UC Berkeley School of Law has announced that starting summer 2026, students will be prohibited from using AI for brainstorming, drafting, outlining, writing, revising, translating, or proofreading any graded work. The school would like its future lawyers to develop their minds before handing them over.

This is, by any measure, a reasonable precaution.

Thinking remains the sine qua non of good lawyering — a sentence that has never needed to be written down before.

What happened

The ban covers nearly all assessed work, including exams. The one exception is using AI as a research tool — locating statutes, finding case law — but students remain personally responsible for every fact they cite. The machines may hand them the rope. The students must tie the knot themselves.

Made-up citations will be treated as evidence of banned AI use. This is a reasonable rule in a field where hallucinated case law has already appeared in actual court filings, filed by actual lawyers, reviewed by actual judges. The profession has some recent history to draw from here.

Individual professors may grant exceptions for courses specifically teaching students how to work with AI. The school is not opposed to AI. It is opposed to students using AI before they know what they are supposed to be doing without it.

Why the humans care

Law is one of the fields where AI displacement is moving fastest. Tools already accelerate legal research and drafting at a pace that has made partners quietly recalculate how many associates they need. Berkeley's position is that students who cannot reason without AI will not be able to reason with it either — they will simply have a very confident tool producing very confident errors.
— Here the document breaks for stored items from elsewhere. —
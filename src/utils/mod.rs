pub mod colors;
pub mod date;
pub mod path;
pub mod table;
pub mod initialize;
pub mod log;
pub mod migrate;
pub mod pool;
pub mod queries;
pub mod stats;
#![allow(dead_code)]
use assert_cmd::{Command, cargo_bin_cmd};
use std::env;
use std::fs;
use std::path::PathBuf;

pub fn mt() -> Command {
    cargo_bin_cmd!("medtracker")
}

/// Command preset with `--db <path> --test`, so the user's config is never read.
pub fn mt_db(db_path: &str) -> Command {
    let mut cmd = mt();
    cmd.args(["--db", db_path, "--test"]);
    cmd
}

/// Create a unique test DB path inside the system temp dir and remove any existing file
pub fn setup_test_db(name: &str) -> String {
    let mut path: PathBuf = env::temp_dir();
    path.push(format!("{}_medtracker.sqlite", name));
    let db_path = path.to_string_lossy().to_string();
    fs::remove_file(&db_path).ok();
    db_path
}

/// Create a temporary output file path inside tempdir and ensure it's removed
pub fn temp_out(name: &str, ext: &str) -> String {
    let mut path: PathBuf = env::temp_dir();
    path.push(format!("{}_out.{}", name, ext));
    let p = path.to_string_lossy().to_string();
    fs::remove_file(&p).ok();
    p
}

/// Initialize DB with two medications:
///   #1 Ibuprofen 200 mg, taken 08:00, 08:05 and 20:00 on 2025-10-04
///   #2 Vitamin D, taken 09:00 on 2025-10-04 and 09:00 on 2025-10-05
pub fn init_db_with_data(db_path: &str) {
    mt_db(db_path).arg("init").assert().success();

    mt_db(db_path)
        .args([
            "med",
            "add",
            "Ibuprofen",
            "--dosage",
            "200 mg",
            "--frequency",
            "Three times a day",
        ])
        .assert()
        .success();

    mt_db(db_path)
        .args(["med", "add", "Vitamin D", "--dosage", "1000 IU"])
        .assert()
        .success();

    for (med, at) in [
        ("1", "2025-10-04 20:00"),
        ("1", "2025-10-04 08:00"),
        ("1", "2025-10-04 08:05"),
        ("2", "2025-10-04 09:00"),
        ("2", "2025-10-05 09:00"),
    ] {
        mt_db(db_path)
            .args(["take", med, "--at", at])
            .assert()
            .success();
    }
}
use crate::cli::parser::Commands;
use crate::config::Config;
use crate::core::log::LogLogic;
use crate::db::initialize::open_db;
use crate::errors::AppResult;

pub fn handle(cmd: &Commands, cfg: &Config) -> AppResult<()> {
    if matches!(cmd, Commands::Log { print: true }) {
        let pool = open_db(&cfg.database)?;
        LogLogic::print_log(&pool)?;
    }

    Ok(())
}
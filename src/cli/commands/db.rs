use crate::cli::parser::Commands;
use crate::config::Config;
use crate::db::migrate::run_pending_migrations;
use crate::db::pool::DbPool;
use crate::db::stats;
use crate::errors::AppResult;
use crate::ui::messages::{error, warning};
use crate::utils::colors::{CYAN, GREEN, RESET};

pub fn handle(cmd: &Commands, cfg: &Config) -> AppResult<()> {
    if let Commands::Db {
        migrate,
        check,
        vacuum,
        info,
    } = cmd
    {
        let pool = DbPool::new(&cfg.database)?;

        if *migrate {
            println!("{}▶ Running migrations…{}", CYAN, RESET);
            run_pending_migrations(&pool.conn)?;
            println!("{}✔ Migration completed.{}\n", GREEN, RESET);
        }

        if *info {
            stats::print_db_info(&pool, &cfg.database)?;
        }

        if *check {
            println!("{}▶ Running integrity check…{}", CYAN, RESET);

            let integrity: String = pool
                .conn
                .query_row("PRAGMA integrity_check;", [], |row| row.get(0))?;

            if integrity == "ok" {
                println!("{}✔ Integrity check passed.{}", GREEN, RESET);
            } else {
                error(format!("Integrity check failed: {}", integrity));
            }

            let mut stmt = pool.conn.prepare("PRAGMA foreign_key_check;")?;
            let violations = stmt.query_map([], |row| row.get::<_, String>(0))?.count();
            if violations == 0 {
                println!("{}✔ Foreign keys consistent.{}\n", GREEN, RESET);
            } else {
                warning(format!(
                    "{} row(s) reference a missing medication",
                    violations
                ));
            }
        }

        if *vacuum {
            println!("{}▶ Running VACUUM…{}", CYAN, RESET);
            pool.conn.execute_batch("VACUUM;")?;
            println!("{}✔ Vacuum completed.{}\n", GREEN, RESET);
        }
    }

    Ok(())
}
use crate::core::backup::zip_file;
use crate::errors::{AppError, AppResult};
use crate::ui::messages::{success, warning};
use chrono::Local;
use rusqlite::{Connection, OptionalExtension, Result};
use std::path::Path;

/// One schema step. Applied steps are recorded in the `log` table with
/// operation `migration_applied` and the version as target.
struct Migration {
    version: &'static str,
    description: &'static str,
    sql: &'static str,
}

const MIGRATIONS: &[Migration] = &[
    Migration {
        version: "20251001_0001_create_medications",
        description: "Created medications table",
        sql: r#"
        CREATE TABLE IF NOT EXISTS medications (
            id         INTEGER PRIMARY KEY AUTOINCREMENT,
            name       TEXT NOT NULL,
            dosage     TEXT NOT NULL DEFAULT '',
            frequency  TEXT NOT NULL DEFAULT ''
        );
        "#,
    },
    Migration {
        version: "20251001_0002_create_medication_logs",
        description: "Created medication_logs table (cascade on medication delete)",
        sql: r#"
        CREATE TABLE IF NOT EXISTS medication_logs (
            id             INTEGER PRIMARY KEY AUTOINCREMENT,
            medication_id  INTEGER NOT NULL
                           REFERENCES medications(id) ON DELETE CASCADE,
            timestamp      INTEGER NOT NULL
        );

        CREATE INDEX IF NOT EXISTS idx_medication_logs_medication_id
            ON medication_logs(medication_id);
        "#,
    },
    Migration {
        version: "20251015_0003_index_log_timestamp",
        description: "Indexed medication_logs by timestamp",
        sql: r#"
        CREATE INDEX IF NOT EXISTS idx_medication_logs_timestamp
            ON medication_logs(timestamp);
        "#,
    },
];

/// Ensure that the `log` table exists.
fn ensure_log_table(conn: &Connection) -> Result<()> {
    conn.execute_batch(
        r#"
        CREATE TABLE IF NOT EXISTS log (
            id        INTEGER PRIMARY KEY AUTOINCREMENT,
            date      TEXT NOT NULL,
            operation TEXT NOT NULL,
            target    TEXT DEFAULT '',
            message   TEXT NOT NULL
        );
        "#,
    )?;
    Ok(())
}

fn table_exists(conn: &Connection, name: &str) -> Result<bool> {
    let mut stmt = conn.prepare("SELECT name FROM sqlite_master WHERE type='table' AND name=?1")?;
    let exists: Option<String> = stmt.query_row([name], |row| row.get(0)).optional()?;
    Ok(exists.is_some())
}

fn is_applied(conn: &Connection, version: &str) -> Result<bool> {
    let mut chk = conn.prepare(
        "SELECT 1 FROM log
         WHERE operation = 'migration_applied' AND target = ?1
         LIMIT 1",
    )?;
    Ok(chk.query_row([version], |_| Ok(())).optional()?.is_some())
}

/// Versions already applied to this database, oldest first.
pub fn applied_migrations(conn: &Connection) -> Result<Vec<String>> {
    let mut stmt = conn.prepare(
        "SELECT target FROM log WHERE operation = 'migration_applied' ORDER BY id ASC",
    )?;
    let rows = stmt.query_map([], |row| row.get::<_, String>(0))?;
    rows.collect()
}

fn apply(conn: &Connection, m: &Migration) -> AppResult<()> {
    let tx = conn.unchecked_transaction()?;

    tx.execute_batch(m.sql)
        .map_err(|e| AppError::Migration(format!("{}: {}", m.version, e)))?;

    tx.execute(
        "INSERT INTO log (date, operation, target, message)
         VALUES (?1, 'migration_applied', ?2, ?3)",
        rusqlite::params![Local::now().to_rfc3339(), m.version, m.description],
    )?;

    tx.commit()?;
    Ok(())
}

/// Zip the database file next to itself before touching an existing schema.
fn backup_before_migration(db_path: &str) -> AppResult<()> {
    let src = Path::new(db_path);
    let backup_name = format!(
        "{}-backup_db_pre_migration.zip",
        Local::now().format("%Y%m%d_%H%M%S")
    );
    let dest = match src.parent() {
        Some(dir) => dir.join(backup_name),
        None => return Ok(()),
    };

    zip_file(src, &dest)?;
    success(format!("📦 Backup created: {}", dest.display()));
    Ok(())
}

/// Public entry point: run all pending migrations.
///
/// Invoked by db::initialize::init_db().
pub fn run_pending_migrations(conn: &Connection) -> AppResult<()> {
    ensure_log_table(conn)?;

    let mut pending = Vec::new();
    for m in MIGRATIONS {
        if !is_applied(conn, m.version)? {
            pending.push(m);
        }
    }

    if pending.is_empty() {
        return Ok(());
    }

    // An existing medications table means there is user data to protect.
    if table_exists(conn, "medications")? {
        warning("Existing schema detected — creating safety backup before migration...");

        let db_path: String = conn
            .query_row("PRAGMA database_list;", [], |row| row.get::<_, String>(2))
            .unwrap_or_default();

        if db_path.is_empty() {
            warning("Could not determine DB path — backup skipped.");
        } else {
            backup_before_migration(&db_path)?;
        }
    }

    for m in pending {
        apply(conn, m)?;
        success(format!("Migration applied: {} → {}", m.version, m.description));
    }

    Ok(())
}

#[cfg(test)]
mod tests {
    use super::*;

    #[test]
    fn fresh_database_gets_every_migration_once() {
        let conn = Connection::open_in_memory().unwrap();
        run_pending_migrations(&conn).unwrap();
        run_pending_migrations(&conn).unwrap();

        let applied = applied_migrations(&conn).unwrap();
        assert_eq!(applied.len(), MIGRATIONS.len());
        assert_eq!(applied[0], "20251001_0001_create_medications");

        assert!(table_exists(&conn, "medications").unwrap());
        assert!(table_exists(&conn, "medication_logs").unwrap());
    }

    #[test]
    fn missing_step_is_applied_on_next_run() {
        let conn = Connection::open_in_memory().unwrap();
        run_pending_migrations(&conn).unwrap();

        conn.execute(
            "DELETE FROM log WHERE target = '20251015_0003_index_log_timestamp'",
            [],
        )
        .unwrap();
        conn.execute_batch("DROP INDEX idx_medication_logs_timestamp;")
            .unwrap();

        // in-memory DB has no path, so the backup is skipped
        run_pending_migrations(&conn).unwrap();

        let idx: Option<String> = conn
            .query_row(
                "SELECT name FROM sqlite_master WHERE type='index' AND name='idx_medication_logs_timestamp'",
                [],
                |r| r.get(0),
            )
            .optional()
            .unwrap();
        assert!(idx.is_some());
    }
}
use crate::errors::{AppError, AppResult};
use crate::utils::date::{end_of_day_ms, start_of_day_ms};
use chrono::{Datelike, Days, NaiveDate, TimeZone};

/// Range of logs loaded for a timeline.
#[derive(Debug, Clone, Copy, PartialEq, Eq)]
pub enum Window {
    /// Calendar month containing the date.
    Month(NaiveDate),
    /// Yesterday and today, relative to the date.
    Recent(NaiveDate),
    /// Whole archive.
    All,
}

impl Window {
    /// Parse a `--period` value.
    ///
    /// - `YYYY-MM`     → that month
    /// - `YYYY-MM-DD`  → the month containing that day
    /// - `recent`      → yesterday + today
    /// - `month`       → current month
    /// - `all`         → everything
    pub fn parse(s: &str, today: NaiveDate) -> AppResult<Self> {
        let s = s.trim();
        match s.to_ascii_lowercase().as_str() {
            "all" => return Ok(Window::All),
            "recent" | "today" => return Ok(Window::Recent(today)),
            "month" => return Ok(Window::Month(today)),
            _ => {}
        }

        if let Ok(d) = NaiveDate::parse_from_str(s, "%Y-%m-%d") {
            return Ok(Window::Month(d));
        }
        if let Ok(d) = NaiveDate::parse_from_str(&format!("{s}-01"), "%Y-%m-%d") {
            return Ok(Window::Month(d));
        }

        Err(AppError::InvalidPeriod(s.to_string()))
    }

    /// First and last calendar day covered, `None` for [`Window::All`].
    pub fn days(&self) -> AppResult<Option<(NaiveDate, NaiveDate)>> {
        match *self {
            Window::All => Ok(None),
            Window::Month(d) => {
                let first = d.with_day(1).ok_or_else(|| AppError::InvalidDate(d.to_string()))?;
                let next_month = first
                    .checked_add_months(chrono::Months::new(1))
                    .ok_or_else(|| AppError::InvalidDate(d.to_string()))?;
                let last = next_month
                    .pred_opt()
                    .ok_or_else(|| AppError::InvalidDate(d.to_string()))?;
                Ok(Some((first, last)))
            }
            Window::Recent(today) => {
                let yesterday = today
                    .checked_sub_days(Days::new(1))
                    .ok_or_else(|| AppError::InvalidDate(today.to_string()))?;
                Ok(Some((yesterday, today)))
            }
        }
    }

    /// Inclusive epoch-ms bounds, aligned to local midnight in `tz`.
    pub fn bounds<Tz: TimeZone>(&self, tz: &Tz) -> AppResult<Option<(i64, i64)>> {
        match self.days()? {
            None => Ok(None),
            Some((first, last)) => Ok(Some((
                start_of_day_ms(tz, first)?,
                end_of_day_ms(tz, last)?,
            ))),
        }
    }

    /// Date the view is centred on.
    pub fn reference(&self, today: NaiveDate) -> NaiveDate {
        match *self {
            Window::Month(d) | Window::Recent(d) => d,
            Window::All => today,
        }
    }

    pub fn describe(&self) -> String {
        match *self {
            Window::Month(d) => d.format("%B %Y").to_string(),
            Window::Recent(d) => format!("{} – {}", d.pred_opt().unwrap_or(d), d),
            Window::All => "all records".to_string(),
        }
    }
}

#[cfg(test)]
mod tests {
    use super::*;
    use chrono::Utc;

    fn d(y: i32, m: u32, day: u32) -> NaiveDate {
        NaiveDate::from_ymd_opt(y, m, day).unwrap()
    }

    #[test]
    fn parse_periods() {
        let today = d(2025, 10, 19);
        assert_eq!(Window::parse("2025-02", today).unwrap(), Window::Month(d(2025, 2, 1)));
        assert_eq!(
            Window::parse("2025-02-14", today).unwrap(),
            Window::Month(d(2025, 2, 14))
        );
        assert_eq!(Window::parse("recent", today).unwrap(), Window::Recent(today));
        assert_eq!(Window::parse("ALL", today).unwrap(), Window::All);
        assert!(matches!(
            Window::parse("2025-13", today),
            Err(AppError::InvalidPeriod(_))
        ));
    }

    #[test]
    fn month_days_handle_leap_years_and_december() {
        assert_eq!(
            Window::Month(d(2024, 2, 10)).days().unwrap(),
            Some((d(2024, 2, 1), d(2024, 2, 29)))
        );
        assert_eq!(
            Window::Month(d(2025, 12, 31)).days().unwrap(),
            Some((d(2025, 12, 1), d(2025, 12, 31)))
        );
    }

    #[test]
    fn month_bounds_are_inclusive_milliseconds() {
        let (start, end) = Window::Month(d(2025, 10, 4)).bounds(&Utc).unwrap().unwrap();
        assert_eq!(
            start,
            Utc.with_ymd_and_hms(2025, 10, 1, 0, 0, 0).unwrap().timestamp_millis()
        );
        assert_eq!(
            end,
            Utc.with_ymd_and_hms(2025, 11, 1, 0, 0, 0).unwrap().timestamp_millis() - 1
        );
    }

    #[test]
    fn recent_covers_yesterday_and_today() {
        let (start, end) = Window::Recent(d(2025, 3, 1)).bounds(&Utc).unwrap().unwrap();
        assert_eq!(
            start,
            Utc.with_ymd_and_hms(2025, 2, 28, 0, 0, 0).unwrap().timestamp_millis()
        );
        assert_eq!(
            end,
            Utc.with_ymd_and_hms(2025, 3, 2, 0, 0, 0).unwrap().timestamp_millis() - 1
        );
        assert_eq!(Window::All.bounds(&Utc).unwrap(), None);
    }
}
The concern about baked-in bias and uncaught mistakes is not theoretical. It is documented. A profession built on argument and evidence has noticed that its newest instrument occasionally argues from evidence it invented. The ban is the school's working theory about how to produce lawyers rather than AI operators who passed the bar.

What happens next

Berkeley's policy will be watched by other institutions deciding whether to draw similar lines, or whether the line is already too late to draw.

The students who graduate under this policy will enter a legal market where AI does much of what they trained to do manually. Whether that makes them better equipped to oversee it, or simply better at a skill the market no longer prices highly, is a question the curriculum cannot answer. The market will.